= Beginning of Section =

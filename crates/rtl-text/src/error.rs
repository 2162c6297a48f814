//! Recoverable defects reported by a fix operation.
//!
//! A fix never fails. Each defect is logged when it happens and kept on
//! the engine until the next call so callers can inspect it.

use thiserror::Error;

#[derive(Error, Debug, Clone, PartialEq, Eq)]
pub enum FixDefect {
    /// A tag run with no `<` inside it, or with a space right after `<`.
    /// Its characters are processed as ordinary text.
    #[error("malformed tag at {start}..={end}, reprocessed as text")]
    MalformedTag { start: usize, end: usize },

    /// A tag whose name is not in the registry. It passes through
    /// literally and no closing tag is synthesized for it.
    #[error("unknown tag type `{name}` at {start}..={end}")]
    UnknownTagType {
        name: String,
        start: usize,
        end: usize,
    },

    /// A position reached the ordinary branches without a direction of its
    /// own; the dominant direction was used.
    #[error("no direction at index {index}, used the dominant direction")]
    ResidualDirection { index: usize },
}
use serde::{Deserialize, Serialize};

/// Tuning knobs for [`TipDetector`](super::TipDetector).
///
/// The area bounds are in squared pixels of the difference image and must be
/// tuned for the camera resolution and working distance.
#[derive(Clone, Debug, PartialEq, Serialize, Deserialize)]
#[serde(default)]
pub struct TipDetectorParams {
    /// Smallest accepted contour area (inclusive).
    pub min_area: f32,
    /// Largest accepted contour area (inclusive).
    pub max_area: f32,
    /// Canny hysteresis thresholds.
    pub canny_low: f32,
    pub canny_high: f32,
    /// Number of Gaussian passes applied to the difference image before edge
    /// detection.
    pub blur_passes: usize,
    pub blur_sigma: f32,
    /// 3x3 dilation iterations of the morphological close.
    pub dilations: u8,
    /// 3x3 erosion iterations of the morphological close.
    pub erosions: u8,
    /// Triangle fit tolerances, as fractions of the contour perimeter, tried
    /// in order. A fit passes when the mean gap between the silhouette hull
    /// and the fitted triangle is within the tolerance.
    pub approx_tolerances: Vec<f64>,
    /// Contour area at which the size factor of the confidence saturates.
    pub full_confidence_area: f32,
}

/// A [`TipDetectorParams`] combination the detector cannot run with.
#[derive(thiserror::Error, Debug, Clone, PartialEq)]
pub enum TipParamsError {
    #[error("canny_low ({low}) must not exceed canny_high ({high})")]
    CannyThresholds { low: f32, high: f32 },
    #[error("min_area ({min}) must not exceed max_area ({max})")]
    AreaRange { min: f32, max: f32 },
}

impl Default for TipDetectorParams {
    fn default() -> Self {
        Self {
            min_area: 100.0,
            max_area: 5000.0,
            canny_low: 50.0,
            canny_high: 150.0,
            blur_passes: 2,
            blur_sigma: 1.0,
            dilations: 6,
            erosions: 2,
            approx_tolerances: vec![0.01, 0.02],
            full_confidence_area: 1000.0,
        }
    }
}

impl TipDetectorParams {
    /// Reject settings that would make edge detection panic or filter out
    /// every contour. NaN thresholds count as inverted.
    pub fn validate(&self) -> Result<(), TipParamsError> {
        if !ordered(self.canny_low, self.canny_high) {
            return Err(TipParamsError::CannyThresholds {
                low: self.canny_low,
                high: self.canny_high,
            });
        }
        if !ordered(self.min_area, self.max_area) {
            return Err(TipParamsError::AreaRange {
                min: self.min_area,
                max: self.max_area,
            });
        }
        Ok(())
    }
}

/// `low <= high`, false when either side is NaN.
fn ordered(low: f32, high: f32) -> bool {
    matches!(
        low.partial_cmp(&high),
        Some(std::cmp::Ordering::Less | std::cmp::Ordering::Equal)
    )
}

#[cfg(test)]
mod tests {
    use super::*;

    #[test]
    fn defaults_are_valid() {
        assert_eq!(TipDetectorParams::default().validate(), Ok(()));
    }

    #[test]
    fn inverted_canny_thresholds_are_rejected() {
        let params = TipDetectorParams {
            canny_low: 200.0,
            canny_high: 100.0,
            ..TipDetectorParams::default()
        };
        assert_eq!(
            params.validate(),
            Err(TipParamsError::CannyThresholds {
                low: 200.0,
                high: 100.0
            })
        );

        let nan = TipDetectorParams {
            canny_high: f32::NAN,
            ..TipDetectorParams::default()
        };
        assert!(matches!(
            nan.validate(),
            Err(TipParamsError::CannyThresholds { .. })
        ));
    }

    #[test]
    fn inverted_area_range_is_rejected() {
        let params = TipDetectorParams {
            min_area: 6000.0,
            ..TipDetectorParams::default()
        };
        assert!(matches!(
            params.validate(),
            Err(TipParamsError::AreaRange { .. })
        ));
    }
}
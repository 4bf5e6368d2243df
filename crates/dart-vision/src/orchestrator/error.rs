use crate::calibration::CalibrationError;
use crate::config::InvalidConfig;
use crate::source::SourceError;

/// A detection cycle that could not complete. The loop logs it, backs off
/// and carries on.
#[derive(thiserror::Error, Debug, Clone, PartialEq, Eq)]
pub enum CycleError {
    #[error("camera {camera_id}: frame is {frame:?} but reference is {reference:?}")]
    FrameSizeMismatch {
        camera_id: u32,
        frame: (u32, u32),
        reference: (u32, u32),
    },
}

/// Rejected control-layer requests.
#[derive(thiserror::Error, Debug)]
pub enum ControlError {
    #[error("detection is already running")]
    AlreadyRunning,
    #[error("detection is not running")]
    NotRunning,
    #[error("no cameras requested")]
    NoCameras,
    #[error("invalid configuration: {0}")]
    InvalidConfig(#[from] InvalidConfig),
    #[error("calibration cannot change while a detection session is active")]
    SessionActive,
    #[error(transparent)]
    Source(#[from] SourceError),
    #[error(transparent)]
    Calibration(#[from] CalibrationError),
    #[error("failed to spawn detection worker: {0}")]
    Spawn(#[source] std::io::Error),
}
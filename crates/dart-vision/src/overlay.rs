//! Debug overlays on board-space frames.

use crate::score::WEDGE_DEGREES;
use crate::tip::TipDetection;
use dart_vision_core::RingRadii;
use image::{GrayImage, Rgb, RgbImage};
use imageproc::drawing::{
    draw_filled_circle_mut, draw_filled_rect_mut, draw_hollow_circle_mut, draw_line_segment_mut,
};
use imageproc::rect::Rect;
use nalgebra::Point2;

pub const RING_COLOR: Rgb<u8> = Rgb([0, 200, 255]);
pub const WEDGE_COLOR: Rgb<u8> = Rgb([0, 120, 160]);
pub const TRIANGLE_COLOR: Rgb<u8> = Rgb([255, 200, 0]);
pub const TIP_COLOR: Rgb<u8> = Rgb([255, 40, 40]);
pub const BAR_COLOR: Rgb<u8> = Rgb([40, 220, 40]);

const CROSS_HALF: f32 = 10.0;
const TIP_RADIUS: i32 = 4;
const BAR_HEIGHT: u32 = 8;

/// Grayscale frame promoted to RGB for drawing.
pub fn to_rgb(frame: &GrayImage) -> RgbImage {
    RgbImage::from_fn(frame.width(), frame.height(), |x, y| {
        let v = frame.get_pixel(x, y)[0];
        Rgb([v, v, v])
    })
}

/// Point on the circle of `radius` at a clockwise-from-12-o'clock angle.
fn polar_point(center: Point2<f32>, radius: f32, angle_deg: f32) -> (f32, f32) {
    let a = angle_deg.to_radians();
    (center.x + radius * a.sin(), center.y - radius * a.cos())
}

/// Ring circles, wedge boundaries and a centre cross.
pub fn draw_board_overlay(canvas: &mut RgbImage, center: Point2<f32>, radii: &RingRadii) {
    let c = (center.x.round() as i32, center.y.round() as i32);
    for r in radii.as_array() {
        draw_hollow_circle_mut(canvas, c, r.round() as i32, RING_COLOR);
    }

    let half_wedge = WEDGE_DEGREES / 2.0;
    for k in 0..20 {
        let angle = half_wedge + k as f32 * WEDGE_DEGREES;
        let inner = polar_point(center, radii.bull_outer, angle);
        let outer = polar_point(center, radii.double_outer, angle);
        draw_line_segment_mut(canvas, inner, outer, WEDGE_COLOR);
    }

    draw_line_segment_mut(
        canvas,
        (center.x - CROSS_HALF, center.y),
        (center.x + CROSS_HALF, center.y),
        TIP_COLOR,
    );
    draw_line_segment_mut(
        canvas,
        (center.x, center.y - CROSS_HALF),
        (center.x, center.y + CROSS_HALF),
        TIP_COLOR,
    );
}

/// Fitted triangle, tip marker and a confidence bar along the top edge.
pub fn draw_detection(canvas: &mut RgbImage, detection: &TipDetection) {
    if let Some(tri) = detection.triangle {
        for i in 0..3 {
            let a = tri[i];
            let b = tri[(i + 1) % 3];
            draw_line_segment_mut(canvas, (a.x, a.y), (b.x, b.y), TRIANGLE_COLOR);
        }
    }

    draw_filled_circle_mut(
        canvas,
        (detection.x.round() as i32, detection.y.round() as i32),
        TIP_RADIUS,
        TIP_COLOR,
    );

    let full = canvas.width();
    let filled = (detection.confidence.clamp(0.0, 1.0) * full as f32).round() as u32;
    if filled > 0 && canvas.height() >= BAR_HEIGHT {
        draw_filled_rect_mut(canvas, Rect::at(0, 0).of_size(filled, BAR_HEIGHT), BAR_COLOR);
    }
}

#[cfg(test)]
mod tests {
    use super::*;
    use dart_vision_core::board_center;

    #[test]
    fn board_overlay_marks_rings_and_centre() {
        let mut canvas = RgbImage::new(800, 800);
        let radii = RingRadii::for_canvas(800);
        let center = board_center(800);
        draw_board_overlay(&mut canvas, center, &radii);

        // Rightmost point of the triple outer ring.
        let x = (center.x + radii.triple_outer) as u32;
        assert_eq!(*canvas.get_pixel(x, 400), RING_COLOR);
        assert_eq!(*canvas.get_pixel(400, 400), TIP_COLOR);
        assert_eq!(*canvas.get_pixel(5, 5), Rgb([0, 0, 0]));
    }

    #[test]
    fn detection_overlay_draws_tip_and_bar() {
        let mut canvas = to_rgb(&GrayImage::from_pixel(200, 200, image::Luma([50])));
        let det = TipDetection {
            x: 100.0,
            y: 150.0,
            confidence: 0.5,
            contour_area: 900.0,
            triangle: Some([
                Point2::new(100.0, 150.0),
                Point2::new(80.0, 60.0),
                Point2::new(120.0, 60.0),
            ]),
        };
        draw_detection(&mut canvas, &det);

        assert_eq!(*canvas.get_pixel(100, 150), TIP_COLOR);
        assert_eq!(*canvas.get_pixel(100, 60), TRIANGLE_COLOR);
        assert_eq!(*canvas.get_pixel(50, 2), BAR_COLOR);
        assert_eq!(*canvas.get_pixel(150, 2), Rgb([50, 50, 50]));
    }
}
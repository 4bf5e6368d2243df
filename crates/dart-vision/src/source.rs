//! Camera frame sources.
//!
//! Device access lives behind [`CameraBackend`]; the detection loop only sees
//! [`FrameSource`] handles that either hand out a frame promptly or report
//! that none is available this cycle.

use image::DynamicImage;
use serde::{Deserialize, Serialize};
use std::collections::HashMap;
use std::fs;
use std::path::{Path, PathBuf};
use std::sync::atomic::{AtomicUsize, Ordering};
use std::sync::{Arc, Mutex, MutexGuard};

pub type Frame = DynamicImage;

#[derive(Clone, Debug, PartialEq, Eq, Serialize, Deserialize)]
#[serde(default)]
pub struct CaptureConfig {
    pub width: u32,
    pub height: u32,
    pub fps: u32,
}

impl Default for CaptureConfig {
    fn default() -> Self {
        Self {
            width: 640,
            height: 480,
            fps: 30,
        }
    }
}

#[derive(thiserror::Error, Debug)]
pub enum SourceError {
    #[error("failed to open camera {camera_id}: {reason}")]
    Open { camera_id: u32, reason: String },
    #[error("no such camera: {0}")]
    NoSuchCamera(u32),
    #[error(transparent)]
    Io(#[from] std::io::Error),
}

/// An open camera.
pub trait FrameSource: Send {
    /// Latest frame, or `None` when nothing is available right now.
    fn read(&mut self) -> Option<Frame>;
    /// Give the device back. Reads after release return `None`.
    fn release(&mut self);
}

/// Opens cameras by id.
pub trait CameraBackend: Send + Sync {
    fn open(&self, camera_id: u32, config: &CaptureConfig)
        -> Result<Box<dyn FrameSource>, SourceError>;
}

#[derive(Debug, Default)]
struct SlotState {
    frame: Mutex<Option<Frame>>,
    open_handles: AtomicUsize,
}

/// Latest-frame slot shared between a producer and any open handles.
#[derive(Clone, Debug, Default)]
pub struct FrameSlot {
    state: Arc<SlotState>,
}

impl FrameSlot {
    fn frame(&self) -> MutexGuard<'_, Option<Frame>> {
        self.state.frame.lock().unwrap_or_else(|p| p.into_inner())
    }

    /// Replace the frame every reader sees from now on.
    pub fn set(&self, frame: Frame) {
        *self.frame() = Some(frame);
    }

    /// Make reads come back empty, like a stalled camera.
    pub fn clear(&self) {
        *self.frame() = None;
    }

    /// Handles opened on this slot and not yet released.
    pub fn open_handles(&self) -> usize {
        self.state.open_handles.load(Ordering::Acquire)
    }
}

/// In-process backend whose cameras show whatever was last put in their
/// slot. Drives tests and simulations.
#[derive(Debug, Default)]
pub struct ScriptedBackend {
    slots: Mutex<HashMap<u32, FrameSlot>>,
}

impl ScriptedBackend {
    pub fn new() -> Self {
        Self::default()
    }

    /// Slot for `camera_id`, registering the camera on first use.
    pub fn slot(&self, camera_id: u32) -> FrameSlot {
        self.slots
            .lock()
            .unwrap_or_else(|p| p.into_inner())
            .entry(camera_id)
            .or_default()
            .clone()
    }
}

struct ScriptedSource {
    slot: FrameSlot,
    released: bool,
}

impl FrameSource for ScriptedSource {
    fn read(&mut self) -> Option<Frame> {
        if self.released {
            return None;
        }
        self.slot.frame().clone()
    }

    fn release(&mut self) {
        if !self.released {
            self.released = true;
            self.slot.state.open_handles.fetch_sub(1, Ordering::AcqRel);
        }
    }
}

impl Drop for ScriptedSource {
    fn drop(&mut self) {
        self.release();
    }
}

impl CameraBackend for ScriptedBackend {
    fn open(
        &self,
        camera_id: u32,
        _config: &CaptureConfig,
    ) -> Result<Box<dyn FrameSource>, SourceError> {
        let slot = self
            .slots
            .lock()
            .unwrap_or_else(|p| p.into_inner())
            .get(&camera_id)
            .cloned()
            .ok_or(SourceError::NoSuchCamera(camera_id))?;
        slot.state.open_handles.fetch_add(1, Ordering::AcqRel);
        Ok(Box::new(ScriptedSource {
            slot,
            released: false,
        }))
    }
}

const IMAGE_EXTENSIONS: [&str; 5] = ["png", "jpg", "jpeg", "bmp", "pgm"];

/// Replays recorded frames from `<root>/cam<id>/`, one file per read, in
/// file name order.
#[derive(Clone, Debug)]
pub struct ImageSequenceBackend {
    root: PathBuf,
    looping: bool,
}

impl ImageSequenceBackend {
    pub fn new(root: impl Into<PathBuf>) -> Self {
        Self {
            root: root.into(),
            looping: false,
        }
    }

    /// Start over from the first file once the sequence is exhausted.
    pub fn looping(mut self, looping: bool) -> Self {
        self.looping = looping;
        self
    }

    pub fn camera_dir(&self, camera_id: u32) -> PathBuf {
        self.root.join(format!("cam{camera_id}"))
    }

    /// Camera ids with a `cam<id>` directory under the root, sorted.
    pub fn discover(&self) -> Result<Vec<u32>, SourceError> {
        let mut ids: Vec<u32> = fs::read_dir(&self.root)?
            .filter_map(|e| e.ok())
            .filter(|e| e.path().is_dir())
            .filter_map(|e| {
                e.file_name()
                    .to_str()
                    .and_then(|n| n.strip_prefix("cam"))
                    .and_then(|n| n.parse().ok())
            })
            .collect();
        ids.sort_unstable();
        Ok(ids)
    }

    /// Sorted image files recorded for `camera_id`.
    pub fn frames(&self, camera_id: u32) -> Result<Vec<PathBuf>, SourceError> {
        let dir = self.camera_dir(camera_id);
        if !dir.is_dir() {
            return Err(SourceError::NoSuchCamera(camera_id));
        }
        let mut files: Vec<PathBuf> = fs::read_dir(&dir)?
            .filter_map(|e| e.ok().map(|e| e.path()))
            .filter(|p| is_image(p))
            .collect();
        files.sort();
        Ok(files)
    }
}

fn is_image(path: &Path) -> bool {
    path.extension()
        .and_then(|e| e.to_str())
        .map(|e| IMAGE_EXTENSIONS.contains(&e.to_ascii_lowercase().as_str()))
        .unwrap_or(false)
}

struct ImageSequenceSource {
    camera_id: u32,
    frames: Vec<PathBuf>,
    next: usize,
    looping: bool,
    released: bool,
}

impl FrameSource for ImageSequenceSource {
    fn read(&mut self) -> Option<Frame> {
        if self.released || self.frames.is_empty() {
            return None;
        }
        if self.next >= self.frames.len() {
            if !self.looping {
                return None;
            }
            self.next = 0;
        }
        let path = &self.frames[self.next];
        self.next += 1;
        match image::open(path) {
            Ok(frame) => Some(frame),
            Err(e) => {
                log::warn!(
                    "camera {}: unreadable frame {}: {e}",
                    self.camera_id,
                    path.display()
                );
                None
            }
        }
    }

    fn release(&mut self) {
        self.released = true;
    }
}

impl CameraBackend for ImageSequenceBackend {
    fn open(
        &self,
        camera_id: u32,
        _config: &CaptureConfig,
    ) -> Result<Box<dyn FrameSource>, SourceError> {
        let frames = self.frames(camera_id)?;
        if frames.is_empty() {
            return Err(SourceError::Open {
                camera_id,
                reason: format!("no images in {}", self.camera_dir(camera_id).display()),
            });
        }
        log::debug!("camera {camera_id}: {} recorded frame(s)", frames.len());
        Ok(Box::new(ImageSequenceSource {
            camera_id,
            frames,
            next: 0,
            looping: self.looping,
            released: false,
        }))
    }
}

#[cfg(test)]
mod tests {
    use super::*;
    use image::{GrayImage, Luma};

    fn gray(v: u8) -> Frame {
        DynamicImage::ImageLuma8(GrayImage::from_pixel(4, 4, Luma([v])))
    }

    #[test]
    fn scripted_source_reads_latest_frame() {
        let backend = ScriptedBackend::new();
        let slot = backend.slot(0);
        let mut src = backend.open(0, &CaptureConfig::default()).unwrap();

        assert!(src.read().is_none());
        slot.set(gray(10));
        slot.set(gray(20));
        assert_eq!(src.read().unwrap().to_luma8().get_pixel(0, 0)[0], 20);

        slot.clear();
        assert!(src.read().is_none());
    }

    #[test]
    fn scripted_release_is_tracked() {
        let backend = ScriptedBackend::new();
        let slot = backend.slot(1);
        slot.set(gray(1));
        let mut src = backend.open(1, &CaptureConfig::default()).unwrap();
        assert_eq!(slot.open_handles(), 1);

        src.release();
        src.release();
        assert_eq!(slot.open_handles(), 0);
        assert!(src.read().is_none());
    }

    #[test]
    fn unknown_scripted_camera_fails_to_open() {
        let backend = ScriptedBackend::new();
        assert!(matches!(
            backend.open(9, &CaptureConfig::default()),
            Err(SourceError::NoSuchCamera(9))
        ));
    }

    #[test]
    fn image_sequence_replays_in_name_order() {
        let dir = tempfile::tempdir().unwrap();
        let cam = dir.path().join("cam2");
        fs::create_dir_all(&cam).unwrap();
        for (name, v) in [("002.png", 30u8), ("001.png", 10), ("notes.txt", 0)] {
            let path = cam.join(name);
            if name.ends_with(".png") {
                GrayImage::from_pixel(4, 4, Luma([v])).save(&path).unwrap();
            } else {
                fs::write(&path, "skip me").unwrap();
            }
        }

        let backend = ImageSequenceBackend::new(dir.path());
        assert_eq!(backend.discover().unwrap(), vec![2]);
        assert_eq!(backend.frames(2).unwrap().len(), 2);

        let mut src = backend.open(2, &CaptureConfig::default()).unwrap();
        let values: Vec<u8> = std::iter::from_fn(|| src.read())
            .map(|f| f.to_luma8().get_pixel(0, 0)[0])
            .collect();
        assert_eq!(values, vec![10, 30]);
    }

    #[test]
    fn image_sequence_errors() {
        let dir = tempfile::tempdir().unwrap();
        fs::create_dir_all(dir.path().join("cam0")).unwrap();
        let backend = ImageSequenceBackend::new(dir.path());

        assert!(matches!(
            backend.open(0, &CaptureConfig::default()),
            Err(SourceError::Open { camera_id: 0, .. })
        ));
        assert!(matches!(
            backend.open(5, &CaptureConfig::default()),
            Err(SourceError::NoSuchCamera(5))
        ));
    }
}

= End of Section =

■ Work item: When a line of the material above contains the string "released", it counts. State the total and nothing more.

■ Result: 10